### Exercise prompt
What lines in the following entries hold the word "TokenEmbeddingConfig"? Copy each one.

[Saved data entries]
--
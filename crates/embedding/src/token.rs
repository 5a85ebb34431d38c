//! Token embedding layer with a reserved padding row.
//!
//! Id [`PADDING_ID`] maps to an all-zero vector at every position so padded
//! source or target slots contribute nothing to the recurrent inputs. The row
//! is fixed at construction; keeping it out of gradient updates is the
//! trainer's responsibility.

use candle_core::{bail, DType, Device, Error, Result, Tensor, Var};
use layers::checks;

/// Vocabulary id reserved for padding.
pub const PADDING_ID: u32 = 0;

/// Configuration for building a token embedding table.
#[derive(Debug, Clone)]
pub struct TokenEmbeddingConfig {
    /// Size of the vocabulary (number of distinct tokens).
    pub vocab_size: usize,
    /// Dimensionality of each embedding vector.
    pub hidden_dim: usize,
    /// Storage dtype used for the underlying parameters and outputs.
    pub dtype: DType,
    /// Device hosting the parameters.
    pub device: Device,
}

/// Learnable token embedding table.
#[derive(Debug, Clone)]
pub struct TokenEmbedding {
    config: TokenEmbeddingConfig,
    weight: Var,
}

impl TokenEmbedding {
    /// Builds a new table sampled from `N(0, 1)` with a zero padding row.
    pub fn new(config: TokenEmbeddingConfig) -> Result<Self> {
        if config.vocab_size == 0 {
            bail!("token embedding requires vocab_size > 0");
        }
        if config.hidden_dim == 0 {
            bail!("token embedding requires hidden_dim > 0");
        }

        let padding = Tensor::zeros((1, config.hidden_dim), DType::F32, &config.device)?;
        let table = if config.vocab_size > 1 {
            let sampled = Tensor::randn(
                0f32,
                1f32,
                (config.vocab_size - 1, config.hidden_dim),
                &config.device,
            )?;
            Tensor::cat(&[&padding, &sampled], 0)?
        } else {
            padding
        };
        Self::from_weight(config, table)
    }

    /// Wraps an existing `[vocab_size, hidden_dim]` table, zeroing the padding row.
    pub fn from_weight(config: TokenEmbeddingConfig, weight: Tensor) -> Result<Self> {
        checks::expect_shape(
            "embedding.weight",
            &weight,
            &[config.vocab_size, config.hidden_dim],
        )?;
        let rest = match config.vocab_size.checked_sub(1) {
            Some(rest) => rest,
            None => bail!("token embedding requires vocab_size > 0"),
        };
        let weight = if rest > 0 {
            let padding = Tensor::zeros((1, config.hidden_dim), weight.dtype(), weight.device())?;
            Tensor::cat(&[&padding, &weight.narrow(0, 1, rest)?], 0)?
        } else {
            weight.zeros_like()?
        };
        let weight = weight.to_dtype(config.dtype)?.to_device(&config.device)?;
        log::debug!(
            "token embedding vocab={} dim={} dtype={:?}",
            config.vocab_size,
            config.hidden_dim,
            config.dtype
        );
        Ok(Self {
            config,
            weight: Var::from_tensor(&weight)?,
        })
    }

    /// Returns the embedding configuration.
    pub fn config(&self) -> &TokenEmbeddingConfig {
        &self.config
    }

    /// Returns the underlying weight tensor.
    pub fn weight(&self) -> &Tensor {
        self.weight.as_tensor()
    }

    /// Looks up embeddings for the provided token ids.
    ///
    /// Accepts `[batch]` (one decode step) or `[len, batch]` (a whole
    /// sequence) with an integer dtype. The output appends the embedding width:
    /// `[batch, hidden]` or `[len, batch, hidden]`.
    pub fn forward(&self, token_ids: &Tensor) -> Result<Tensor> {
        self.validate_token_ids(token_ids)?;

        self.ensure_id_range(token_ids)?;
        let flat = token_ids.flatten_all()?.to_dtype(DType::U32)?;

        let gathered = self.weight.as_tensor().index_select(&flat, 0)?;
        let mut output_dims = token_ids.dims().to_vec();
        output_dims.push(self.config.hidden_dim);
        gathered.reshape(output_dims)
    }

    /// Number of scalar parameters in the table.
    pub fn parameter_count(&self) -> usize {
        self.config.vocab_size * self.config.hidden_dim
    }

    /// Returns the trainable parameters for this embedding with an optional scope prefix.
    pub fn named_parameters(&self, scope: &str) -> Vec<(String, Var)> {
        let prefix = if scope.is_empty() {
            "embedding".to_string()
        } else {
            scope.to_string()
        };
        vec![(format!("{}.weight", prefix), self.weight.clone())]
    }

    fn validate_token_ids(&self, token_ids: &Tensor) -> Result<()> {
        checks::expect_integer("token_ids", token_ids)?;
        match token_ids.rank() {
            1 | 2 => checks::expect_non_empty("token_ids", token_ids),
            _ => Err(Error::Msg(format!(
                "token_ids must be shaped [batch] or [len, batch], got {:?}",
                token_ids.dims()
            ))),
        }
    }

    fn ensure_id_range(&self, token_ids: &Tensor) -> Result<()> {
        let ids = token_ids.flatten_all()?.to_dtype(DType::I64)?;
        let min_id = ids.min(0)?.to_scalar::<i64>()?;
        if min_id < 0 {
            return Err(Error::Msg(format!(
                "encountered negative token id {} (minimum)",
                min_id
            )));
        }

        let max_id = ids.max(0)?.to_scalar::<i64>()?;
        let vocab = self.config.vocab_size as i64;
        if max_id >= vocab {
            return Err(Error::Msg(format!(
                "token id {} exceeds vocab size {}",
                max_id, vocab
            )));
        }
        Ok(())
    }
}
--
### Response box
pub struct TokenEmbeddingConfig {
    config: TokenEmbeddingConfig,
    pub fn new(config: TokenEmbeddingConfig) -> Result<Self> {
    pub fn from_weight(config: TokenEmbeddingConfig, weight: Tensor) -> Result<Self> {
    pub fn config(&self) -> &TokenEmbeddingConfig {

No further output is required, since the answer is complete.